Imagine a world where your data is a ship sailing on the vast ocean of information, where its origins and journey are unknown and its destination uncertain. Without a proper navigation system, this ship could easily get lost or end up in the wrong port. This is where data lineage comes in.Bigeye is a data observability company that gives data quality engineering teams the ability to measure, improve and communicate data quality. Underbelly partnered with Bigeye to lead the discovery and design for a multifaceted lineage feature that would provide value to customers and differentiate Bigeye from the market.
What is data lineage?
Data lineage is the process of tracking data from its origin or source to the point where it is used or consumed, including all the transformations, movements, and modifications that occur to the data as it flows through various systems and processes. It's like a GPS for your data, helping you understand where your data came from, where it's going, and what's been done to it. When it comes to businesses, data lineage is crucial for ensuring data quality, compliance, and governance.
Look both ways
Upstream and downstream lineage are like two sides of a coin, each providing a unique perspective on the data's journey. Upstream lineage tracks data from its origin or source to the point where it is used, including all the transformations, movements, and modifications that occur to the data as it flows through various systems and processes. It helps organizations identify the root cause of any issues and understand the underlying reasons for the problem. Downstream lineage, on the other hand, tracks data from the point where it is used to its final destination. It helps organizations understand how changes to the data at one point in the lineage will affect the final outcome and decision making through impact analysis. Together, upstream and downstream lineage provide a comprehensive understanding of the data's journey and help organizations make informed decisions based on accurate and reliable information.

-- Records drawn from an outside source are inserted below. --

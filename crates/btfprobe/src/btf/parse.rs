//! BTF wire-format decoder.
//!
//! Layout: a 24-byte header (magic selects the byte order), a type section of
//! variable-length `btf_type` records, and a NUL-terminated string section.
//! Section offsets are relative to the end of the header. Record references
//! use the implicit sequential type IDs, with 0 reserved for `Void`, which is
//! exactly how the arena indexes its nodes.

use nom::error::ErrorKind;
use nom::multi::count;
use nom::number::complete::{i32, u16, u32, u8};
use nom::number::Endianness;
use nom::sequence::tuple;
use nom::{Finish, IResult};

use super::{Btf, EnumValue, FuncParam, Linkage, Member, TypeId, TypeNode, VarSecInfo};
use crate::errors::Error;

const MAGIC_LE: u16 = 0xeb9f;
const MAGIC_BE: u16 = 0x9feb;
const HEADER_LEN: usize = 24;

const KIND_INT: u32 = 1;
const KIND_PTR: u32 = 2;
const KIND_ARRAY: u32 = 3;
const KIND_STRUCT: u32 = 4;
const KIND_UNION: u32 = 5;
const KIND_ENUM: u32 = 6;
const KIND_FWD: u32 = 7;
const KIND_TYPEDEF: u32 = 8;
const KIND_VOLATILE: u32 = 9;
const KIND_CONST: u32 = 10;
const KIND_RESTRICT: u32 = 11;
const KIND_FUNC: u32 = 12;
const KIND_FUNC_PROTO: u32 = 13;
const KIND_VAR: u32 = 14;
const KIND_DATASEC: u32 = 15;
const KIND_FLOAT: u32 = 16;
const KIND_DECL_TAG: u32 = 17;
const KIND_TYPE_TAG: u32 = 18;
const KIND_ENUM64: u32 = 19;

struct Header {
    version: u8,
    hdr_len: u32,
    type_off: u32,
    type_len: u32,
    str_off: u32,
    str_len: u32,
}

/// Decode a BTF blob into a universe.
pub(crate) fn parse(data: &[u8]) -> Result<Btf, Error> {
    let (after_magic, en) = finish(parse_magic(data))?;
    let (after_header, hdr) = finish(parse_header(after_magic, en))?;

    if hdr.version != 1 {
        return Err(invalid(format!("unsupported BTF version {}", hdr.version)));
    }
    let extra = (hdr.hdr_len as usize)
        .checked_sub(HEADER_LEN)
        .ok_or_else(|| invalid(format!("header length {} too short", hdr.hdr_len)))?;
    let body = after_header
        .get(extra..)
        .ok_or_else(|| invalid("truncated header".to_string()))?;

    let types = section(body, hdr.type_off, hdr.type_len, "type")?;
    let strings = section(body, hdr.str_off, hdr.str_len, "string")?;
    if strings.first() != Some(&0) {
        return Err(invalid("string section must start with NUL".to_string()));
    }

    let mut btf = Btf::new();
    let mut input = types;
    while !input.is_empty() {
        input = parse_type(&mut btf, input, strings, en)?;
    }
    validate_references(&btf)?;
    Ok(btf)
}

fn parse_magic(input: &[u8]) -> IResult<&[u8], Endianness> {
    let (input, magic) = u16(Endianness::Little)(input)?;
    match magic {
        MAGIC_LE => Ok((input, Endianness::Little)),
        MAGIC_BE => Ok((input, Endianness::Big)),
        _ => Err(nom::Err::Error(nom::error::Error::new(
            input,
            ErrorKind::Tag,
        ))),
    }
}

fn parse_header(input: &[u8], en: Endianness) -> IResult<&[u8], Header> {
    let (input, (version, _flags, hdr_len, type_off, type_len, str_off, str_len)) =
        tuple((u8, u8, u32(en), u32(en), u32(en), u32(en), u32(en)))(input)?;
    Ok((
        input,
        Header {
            version,
            hdr_len,
            type_off,
            type_len,
            str_off,
            str_len,
        },
    ))
}

fn section<'a>(body: &'a [u8], off: u32, len: u32, what: &str) -> Result<&'a [u8], Error> {
    let start = off as usize;
    let end = start
        .checked_add(len as usize)
        .filter(|end| *end <= body.len())
        .ok_or_else(|| invalid(format!("{what} section out of bounds")))?;
    Ok(&body[start..end])
}

/// Decode one `btf_type` record plus its kind-specific trailer.
fn parse_type<'a>(
    btf: &mut Btf,
    input: &'a [u8],
    strings: &[u8],
    en: Endianness,
) -> Result<&'a [u8], Error> {
    let (input, (name_off, info, size_or_type)) =
        finish(tuple((u32(en), u32(en), u32(en)))(input))?;
    let name = lookup_str(strings, name_off)?;
    let kind = (info >> 24) & 0x1f;
    let vlen = (info & 0xffff) as usize;
    let kflag = (info >> 31) != 0;

    let (input, node) = match kind {
        KIND_INT => {
            let (input, enc) = finish(u32(en)(input))?;
            let encoding = (enc >> 24) & 0xf;
            (
                input,
                TypeNode::Int {
                    name,
                    size: size_or_type,
                    signed: encoding & 0x1 != 0,
                    is_char: encoding & 0x2 != 0,
                    is_bool: encoding & 0x4 != 0,
                    nr_bits: (enc & 0xff) as u8,
                },
            )
        }
        KIND_PTR => (
            input,
            TypeNode::Pointer {
                target: TypeId(size_or_type),
            },
        ),
        KIND_ARRAY => {
            let (input, (elem, index, nelems)) = finish(tuple((u32(en), u32(en), u32(en)))(input))?;
            (
                input,
                TypeNode::Array {
                    elem: TypeId(elem),
                    index: TypeId(index),
                    nelems,
                },
            )
        }
        KIND_STRUCT | KIND_UNION => {
            let (input, members) =
                finish(count(|i| parse_member(i, strings, en, kflag), vlen)(input))?;
            let node = if kind == KIND_STRUCT {
                TypeNode::Struct {
                    name,
                    size: size_or_type,
                    members,
                }
            } else {
                TypeNode::Union {
                    name,
                    size: size_or_type,
                    members,
                }
            };
            (input, node)
        }
        KIND_ENUM => {
            let (input, values) =
                finish(count(|i| parse_enum_value32(i, strings, en), vlen)(input))?;
            (
                input,
                TypeNode::Enum {
                    name,
                    size: size_or_type,
                    signed: kflag,
                    is64: false,
                    values,
                },
            )
        }
        KIND_ENUM64 => {
            let (input, values) =
                finish(count(|i| parse_enum_value64(i, strings, en), vlen)(input))?;
            (
                input,
                TypeNode::Enum {
                    name,
                    size: size_or_type,
                    signed: kflag,
                    is64: true,
                    values,
                },
            )
        }
        KIND_FWD => (
            input,
            TypeNode::Fwd {
                name,
                is_union: kflag,
            },
        ),
        KIND_TYPEDEF => (
            input,
            TypeNode::Typedef {
                name,
                inner: TypeId(size_or_type),
            },
        ),
        KIND_VOLATILE => (
            input,
            TypeNode::Volatile {
                inner: TypeId(size_or_type),
            },
        ),
        KIND_CONST => (
            input,
            TypeNode::Const {
                inner: TypeId(size_or_type),
            },
        ),
        KIND_RESTRICT => (
            input,
            TypeNode::Restrict {
                inner: TypeId(size_or_type),
            },
        ),
        KIND_FUNC => {
            let linkage = Linkage::from_wire(vlen as u32)
                .ok_or_else(|| invalid(format!("function '{name}' has invalid linkage {vlen}")))?;
            (
                input,
                TypeNode::Func {
                    name,
                    linkage,
                    proto: TypeId(size_or_type),
                },
            )
        }
        KIND_FUNC_PROTO => {
            let (input, params) = finish(count(|i| parse_param(i, strings, en), vlen)(input))?;
            (
                input,
                TypeNode::FuncProto {
                    ret: TypeId(size_or_type),
                    params,
                },
            )
        }
        KIND_VAR => {
            let (input, raw) = finish(u32(en)(input))?;
            let linkage = Linkage::from_wire(raw)
                .ok_or_else(|| invalid(format!("variable '{name}' has invalid linkage {raw}")))?;
            (
                input,
                TypeNode::Var {
                    name,
                    linkage,
                    inner: TypeId(size_or_type),
                },
            )
        }
        KIND_DATASEC => {
            let (input, entries) = finish(count(|i| parse_secinfo(i, en), vlen)(input))?;
            (
                input,
                TypeNode::Datasec {
                    name,
                    size: size_or_type,
                    entries,
                },
            )
        }
        KIND_FLOAT => (
            input,
            TypeNode::Float {
                name,
                size: size_or_type,
            },
        ),
        KIND_DECL_TAG => {
            let (input, component_index) = finish(u32(en)(input))?;
            (
                input,
                TypeNode::DeclTag {
                    name,
                    target: TypeId(size_or_type),
                    component_index,
                },
            )
        }
        KIND_TYPE_TAG => (
            input,
            TypeNode::TypeTag {
                name,
                inner: TypeId(size_or_type),
            },
        ),
        other => return Err(invalid(format!("unsupported BTF kind {other}"))),
    };

    btf.add(node);
    Ok(input)
}

fn parse_member<'a>(
    input: &'a [u8],
    strings: &[u8],
    en: Endianness,
    kflag: bool,
) -> IResult<&'a [u8], Member> {
    let (input, (name_off, type_id, off_word)) = tuple((u32(en), u32(en), u32(en)))(input)?;
    let name = read_str(input, strings, name_off)?.1;
    let (offset_bits, bitfield_size) = if kflag {
        (off_word & 0x00ff_ffff, off_word >> 24)
    } else {
        (off_word, 0)
    };
    Ok((
        input,
        Member {
            name,
            type_id: TypeId(type_id),
            offset_bits,
            bitfield_size,
        },
    ))
}

fn parse_param<'a>(
    input: &'a [u8],
    strings: &[u8],
    en: Endianness,
) -> IResult<&'a [u8], FuncParam> {
    let (input, (name_off, type_id)) = tuple((u32(en), u32(en)))(input)?;
    let name = read_str(input, strings, name_off)?.1;
    Ok((
        input,
        FuncParam {
            name,
            type_id: TypeId(type_id),
        },
    ))
}

fn parse_enum_value32<'a>(
    input: &'a [u8],
    strings: &[u8],
    en: Endianness,
) -> IResult<&'a [u8], EnumValue> {
    let (input, (name_off, value)) = tuple((u32(en), i32(en)))(input)?;
    let name = read_str(input, strings, name_off)?.1;
    Ok((
        input,
        EnumValue {
            name,
            value: value as i64,
        },
    ))
}

fn parse_enum_value64<'a>(
    input: &'a [u8],
    strings: &[u8],
    en: Endianness,
) -> IResult<&'a [u8], EnumValue> {
    let (input, (name_off, lo, hi)) = tuple((u32(en), u32(en), u32(en)))(input)?;
    let name = read_str(input, strings, name_off)?.1;
    let value = (((hi as u64) << 32) | lo as u64) as i64;
    Ok((input, EnumValue { name, value }))
}

fn parse_secinfo(input: &[u8], en: Endianness) -> IResult<&[u8], VarSecInfo> {
    let (input, (type_id, offset, size)) = tuple((u32(en), u32(en), u32(en)))(input)?;
    Ok((
        input,
        VarSecInfo {
            type_id: TypeId(type_id),
            offset,
            size,
        },
    ))
}

/// String lookup for use inside nom parsers; failures surface as nom errors
/// positioned at the current record.
fn read_str<'a>(prev: &'a [u8], strings: &[u8], offset: u32) -> IResult<&'a [u8], String> {
    match lookup_str(strings, offset) {
        Ok(s) => Ok((prev, s)),
        Err(_) => Err(nom::Err::Error(nom::error::Error::new(
            prev,
            ErrorKind::Tag,
        ))),
    }
}

fn lookup_str(strings: &[u8], offset: u32) -> Result<String, Error> {
    let tail = strings
        .get(offset as usize..)
        .ok_or_else(|| invalid(format!("string offset {offset} out of range")))?;
    let end = tail
        .iter()
        .position(|b| *b == 0)
        .ok_or_else(|| invalid("unterminated string".to_string()))?;
    std::str::from_utf8(&tail[..end])
        .map(str::to_string)
        .map_err(|_| invalid(format!("non-UTF-8 string at offset {offset}")))
}

/// Every type reference must point inside the arena; checked once up front so
/// later graph walks can index without bounds surprises.
fn validate_references(btf: &Btf) -> Result<(), Error> {
    let len = btf.len() as u32;
    let check = |id: TypeId| -> Result<(), Error> {
        if id.0 < len {
            Ok(())
        } else {
            Err(invalid(format!("type reference {} out of range", id.0)))
        }
    };

    for idx in 0..len {
        match btf.node(TypeId(idx)) {
            TypeNode::Pointer { target } => check(*target)?,
            TypeNode::Array { elem, index, .. } => {
                check(*elem)?;
                check(*index)?;
            }
            TypeNode::Struct { members, .. } | TypeNode::Union { members, .. } => {
                for m in members {
                    check(m.type_id)?;
                }
            }
            TypeNode::Typedef { inner, .. }
            | TypeNode::Volatile { inner }
            | TypeNode::Const { inner }
            | TypeNode::Restrict { inner }
            | TypeNode::TypeTag { inner, .. } => check(*inner)?,
            TypeNode::Func { proto, .. } => check(*proto)?,
            TypeNode::FuncProto { ret, params } => {
                check(*ret)?;
                for p in params {
                    check(p.type_id)?;
                }
            }
            TypeNode::Var { inner, .. } => check(*inner)?,
            TypeNode::Datasec { entries, .. } => {
                for e in entries {
                    check(e.type_id)?;
                }
            }
            TypeNode::DeclTag { target, .. } => check(*target)?,
            _ => {}
        }
    }
    Ok(())
}

fn finish<'a, O>(res: IResult<&'a [u8], O>) -> Result<(&'a [u8], O), Error> {
    res.finish().map_err(|e| {
        invalid(format!(
            "malformed record with {} bytes left ({:?})",
            e.input.len(),
            e.code
        ))
    })
}

fn invalid(msg: String) -> Error {
    Error::InvalidBtf(msg)
}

When it came to the visual design for data lineage, it was important to consider how the data's journey would be represented. The visual design should be easy to understand, with a clear representation of the data's origin, destination, and any transformations or modifications made to the data. Additionally, it should be easy to navigate, with clear labels and hierarchy of information.Another important factor to consider in the design process is how the data lineage would be integrated into existing systems and processes and what processes would be used to collect and store the metadata. This ensured that the data lineage is user-friendly and seamlessly integrated with the users' workflow. By considering all these factors, we could create an effective and user-friendly data lineage design that helps organizations make informed decisions based on accurate and reliable information.
Our unique approach
The unique approach we implemented for designing complex lineage is to show just the right amount of information to help the user understand a data issue while also giving a clear recommendation on what action to take next.In upstream lineage, the lineage graph presents recommendations and navigation links to what Bigeye infers are the root causes of a particular issue. The user can jump to those root causes and tackle the rest of the root cause analysis from there with confidence that resolving issues there will be the most impactful.In downstream lineage, the lineage graph highlights the impacted nodes in the data pipeline. By highlighting the path to affected data entities, Bigeye reduces the effort required to understand the impact of an issue on the entities a user cares about. A user can search and filter by business intelligence tools and export the results as a CSV.Additionally, the lineage designs at Bigeye are understandable to a broader audience beyond experienced Data Engineers. We added tooltips to explain the different lineage table states instead of assuming the user would be familiar with them. We also did user research to ensure the terms we used in our designs were industry standard.
With every lineage feature and iteration, we considered how scaling would affect the lineage look and function and how users interact with it. To make large pipelines more readable and easier to view, we introduced zooming features, clear hover interactions, and stoplight colors to represent table health.We collaborated with engineering teams to develop a system of accessibility features that support screen readers and allow users to tab through lineage while keeping the graph’s integrity. Building for accessibility will make product analytics more consistent.
The lineage feature not only aligns with the existing Bigeye product but also elevates Bigeye above competitors to offer a unique take on lineage—giving users more targeted issue resolution recommendations. Lineage brought significant business value to Bigeye and helped differentiate it as a leader of lineage visualizations in the market.